Tunggu saja, mereka akan hancur oleh tangan-tangan mereka sendiri. Mereka yang nantinya bosan karena sudah merasa menang dan menguasai dunia, tentu secara alamiah akan menciptakan konflik sendiri. Ya, secara alamiah manusia memang tidak bisa hidup tanpa konflik. Mereka akan terus mencari perbedaan diantara kesamaan, lalu membesar-besarkannya hingga tercipta peperangan. Begitulah sejarah selalu berulang.

Mereka akan seperti produser Hollywood yang membuat film tentang musuh dalam selimut, seakan pamer kekuatan pada dunia bahwa yang bisa menghancurkan Amerika adalah Amerika itu sendiri, bangsa lain bahkan alien sudah mereka kalahkan semua.

Eh tunggu dulu, saya tidak hendak memberi ceramah atau dakwah.

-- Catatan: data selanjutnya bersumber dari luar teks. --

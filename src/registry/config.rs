//! Registry configuration.

use serde::{Deserialize, Serialize};

/// Tunables of a [`StateMachineManager`](crate::registry::StateMachineManager).
///
/// Missing fields fall back to their defaults when deserializing.
///
/// # Example
///
/// ```rust
/// use statenest::registry::ManagerConfig;
///
/// let config = ManagerConfig::from_json(r#"{ "history_limit": 8 }"#).unwrap();
/// assert_eq!(config.history_limit, 8);
/// assert_eq!(config.max_chained_transitions, 16);
/// ```
#[derive(Clone, Debug, PartialEq, Eq, Serialize, Deserialize)]
#[serde(default)]
pub struct ManagerConfig {
    /// Transitions kept per machine. Zero disables history.
    pub history_limit: usize,

    /// Transitions a hook may chain before the manager gives up.
    pub max_chained_transitions: usize,
}

impl Default for ManagerConfig {
    fn default() -> Self {
        Self {
            history_limit: 32,
            max_chained_transitions: 16,
        }
    }
}

impl ManagerConfig {
    pub fn new() -> Self {
        Self::default()
    }

    pub fn with_history_limit(mut self, limit: usize) -> Self {
        self.history_limit = limit;
        self
    }

    pub fn with_max_chained_transitions(mut self, limit: usize) -> Self {
        self.max_chained_transitions = limit;
        self
    }

    /// Parse a configuration from JSON.
    pub fn from_json(json: &str) -> Result<Self, serde_json::Error> {
        serde_json::from_str(json)
    }
}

Tidak juga bermaksud mengungkapkan kebencian pada kaum manapun, tidak pula membenarkan teori konspirasi. Saya hanya mencoba menjelaskan ketidaksukaan saya pada kesombongan. Itu saja. Dan saya sama sekali tidak cocok bekerjasama dengan orang yang sombong.

Brute with heart is better than brain with arrogance.